Nina Kukharchuk was born in the small village of Wasylów in the Russian Empire (present-day Poland). Her parents, Petro Vasyliovych Kukharchuk (Note: Петро Васильович Кухарчук) and Kateryna Petrivna Bondarchuk, (Note: Катерина Григорівна Бондарчук) were Ukrainian peasants. After completing three years of primary school in her village, in 1912 she enrolled in a school in Lublin, and then in a senior school in Chełm.

After the beginning of World War I, Kukharchuk relocated to Odessa, where she studied until 1919 and worked as a secretary. In 1919, she joined the Bolsheviks in Odessa. Kukharchuk fluently spoke French, Polish, Russian, Ukrainian as well as her local Ukrainian dialect, and she became one of the leaders of the Young Communist League in Odessa, then occupied by the French. Kukharchuk and Taras Franko, the son of Ivan Franko, then joined the Galician party bureau, created at the order of Vladimir Lenin, to spread communist ideas among the Ukrainian Galician Army. In June 1920, she was appointed as an agitator to the Polish front and became the leader of the education department and of the women's department of the Central Committee of the Communist Party of Western Ukraine. Later that year, Kukharchuk was sent to Moscow to continue her studies.

In 1921, she became a teacher at a Communist Party school in Bakhmut, but soon became ill with typhus, and after recovery was moved to a similar school in Donetsk. There, in 1922, Kukharchuk met Nikita Khrushchev, with whom she spent most of her remaining life. In 1926, Kukharchuk was again sent to Moscow, to study political economy, and after that taught at a party school in Kiev. In 1929, in Kiev, she gave birth to Rada, her first child with Khrushchev. She also took care of Khrushchev's two children from his previous marriage, and when in 1930 Khrushchev was sent to Moscow, she followed him there. In Moscow, Kukharchuk lived with Khrushchev's parents and worked as a party leader at a lamp factory. In 1935, she gave birth to their son Sergei, and in 1937, to their daughter Elena, who died at the age 35 due to poor health.

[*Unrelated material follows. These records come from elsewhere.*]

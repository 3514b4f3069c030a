use whisker_model::normalize;

use crate::cli::OutputFormat;
use crate::client::{AppContext, CliResult, classify_client};
use crate::output::render_status;

pub(crate) async fn handle_status(
    ctx: &AppContext,
    force: bool,
    format: OutputFormat,
) -> CliResult<()> {
    let payload = ctx
        .client
        .fetch_status(ctx.label.as_deref(), force)
        .await
        .map_err(classify_client)?;
    let (record, _) = normalize(payload);
    render_status(&record, format)
}

pub(crate) async fn handle_check(ctx: &AppContext, format: OutputFormat) -> CliResult<()> {
    let payload = ctx
        .client
        .fetch_status(ctx.label.as_deref(), true)
        .await
        .map_err(classify_client)?;
    let (record, _) = normalize(payload);
    if matches!(format, OutputFormat::Table) {
        println!("Checked now!");
    }
    render_status(&record, format)
}
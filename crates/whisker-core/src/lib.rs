#![forbid(unsafe_code)]
#![deny(
    warnings,
    dead_code,
    unused,
    unused_imports,
    unused_must_use,
    unreachable_pub,
    clippy::all,
    clippy::pedantic,
    clippy::nursery,
    rustdoc::broken_intra_doc_links,
    rustdoc::bare_urls,
    missing_docs
)]
#![allow(clippy::redundant_pub_crate)]

//! Status engine for whisker.
//!
//! One background task owns the session state: the applied [`StatusRecord`],
//! the countdown to the server-issued check deadline, and the adaptive poll
//! scheduler that bursts short-interval fetches when that deadline is
//! imminent. The task is driven through an [`EngineHandle`] and reports
//! everything it does on a [`whisker_events::EventBus`].

mod backend;
mod command;
mod engine;
mod scheduler;
mod timer;

pub use backend::{HttpBackend, StatusBackend};
pub use timer::remaining_seconds;

use std::sync::Arc;
use std::time::Duration;

use thiserror::Error;
use tokio::sync::{mpsc, watch};
use whisker_events::EventBus;
use whisker_model::StatusRecord;
use whisker_telemetry::Metrics;

use command::EngineCommand;

const COMMAND_BUFFER: usize = 128;

/// Default seconds-to-deadline below which the scheduler opens a poll burst.
pub const DEFAULT_BURST_THRESHOLD: Duration = Duration::from_secs(10);
/// Default pause between non-forced fetches inside a burst.
pub const DEFAULT_BURST_INTERVAL: Duration = Duration::from_secs(5);
/// Cadence at which the countdown is recomputed from the wall clock.
pub const DEFAULT_TICK_PERIOD: Duration = Duration::from_secs(1);

/// Tuning for the engine task.
#[derive(Debug, Clone)]
pub struct EngineSettings {
    /// Session activated at startup; `None` selects the backend default.
    pub initial_label: Option<String>,
    /// Remaining seconds below which a poll burst starts.
    pub burst_threshold: Duration,
    /// Pause between fetches inside a burst.
    pub burst_interval: Duration,
    /// Countdown recompute cadence.
    pub tick_period: Duration,
}

impl Default for EngineSettings {
    fn default() -> Self {
        Self {
            initial_label: None,
            burst_threshold: DEFAULT_BURST_THRESHOLD,
            burst_interval: DEFAULT_BURST_INTERVAL,
            tick_period: DEFAULT_TICK_PERIOD,
        }
    }
}

/// Errors surfaced by [`EngineHandle`] calls.
#[derive(Debug, Clone, Copy, PartialEq, Eq, Error)]
pub enum EngineError {
    /// The engine task has stopped and no longer accepts commands.
    #[error("status engine is not running")]
    Closed,
}

/// Result alias for [`EngineHandle`] calls.
pub type EngineResult<T> = Result<T, EngineError>;

/// Cloneable handle to a running engine task.
#[derive(Debug, Clone)]
pub struct EngineHandle {
    commands: mpsc::Sender<EngineCommand>,
    records: watch::Receiver<Option<StatusRecord>>,
}

impl EngineHandle {
    /// Spawn the engine task and return its handle.
    ///
    /// The engine immediately activates `settings.initial_label` and issues
    /// the first non-forced fetch.
    ///
    /// # Panics
    ///
    /// Panics when called outside a Tokio runtime.
    #[must_use]
    pub fn spawn(
        backend: Arc<dyn StatusBackend>,
        events: EventBus,
        metrics: Metrics,
        settings: EngineSettings,
    ) -> Self {
        let (commands, command_rx) = mpsc::channel(COMMAND_BUFFER);
        let (record_tx, records) = watch::channel(None);
        engine::spawn(backend, events, metrics, settings, command_rx, record_tx);
        Self { commands, records }
    }

    /// Make `label` the active session: clear the record, stop any burst,
    /// and refetch under a fresh epoch.
    ///
    /// # Errors
    ///
    /// Returns [`EngineError::Closed`] when the engine task has stopped.
    pub async fn switch_session(&self, label: Option<String>) -> EngineResult<()> {
        self.send(EngineCommand::SwitchSession { label }).await
    }

    /// Ask the backend to re-evaluate the session now instead of serving
    /// cached status.
    ///
    /// # Errors
    ///
    /// Returns [`EngineError::Closed`] when the engine task has stopped.
    pub async fn check_now(&self) -> EngineResult<()> {
        self.send(EngineCommand::CheckNow).await
    }

    /// Run the seedbox-side session update for the active session.
    ///
    /// # Errors
    ///
    /// Returns [`EngineError::Closed`] when the engine task has stopped.
    pub async fn update_seedbox(&self) -> EngineResult<()> {
        self.send(EngineCommand::UpdateSeedbox).await
    }

    /// Issue a non-forced fetch for the active session.
    ///
    /// # Errors
    ///
    /// Returns [`EngineError::Closed`] when the engine task has stopped.
    pub async fn refresh(&self) -> EngineResult<()> {
        self.send(EngineCommand::Refresh).await
    }

    /// Stop the engine task. Subsequent calls return [`EngineError::Closed`].
    ///
    /// # Errors
    ///
    /// Returns [`EngineError::Closed`] when the engine task has already
    /// stopped.
    pub async fn shutdown(&self) -> EngineResult<()> {
        self.send(EngineCommand::Shutdown).await
    }

    /// Live view of the applied record; `None` while loading or cleared.
    #[must_use]
    pub fn watch(&self) -> watch::Receiver<Option<StatusRecord>> {
        self.records.clone()
    }

    async fn send(&self, command: EngineCommand) -> EngineResult<()> {
        self.commands
            .send(command)
            .await
            .map_err(|_| EngineError::Closed)
    }
}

In 1938, Khrushchev was appointed as the First Secretary of the Communist Party of Ukraine, and his family returned to Kiev, but only three years later they were evacuated to Samara due to the German invasion of the Soviet Union.

After Khrushchev became the Soviet leader in 1953, Kukharchuk became the first lady of the Soviet Union, in a position that was non-existent with previous Soviet leaders. In contrast to her predecessors, she accompanied Khrushchev in his foreign trips, took part in official events, and was the de facto manager of Khrushchev's private life. She could communicate in five languages: Russian, Ukrainian, Polish, French and English, which she studied for many years in various Communist Party schools.

Kukharchuk and Khrushchev officially married only in 1965, after Khrushchev was retired from office. Despite popular belief, she never took her husband's last name, instead opting to hyphenate and add it after her own. After his death, she spent the rest of her life in Zhukovka in Moscow Oblast. She died on 13 August 1984, at the age of 84.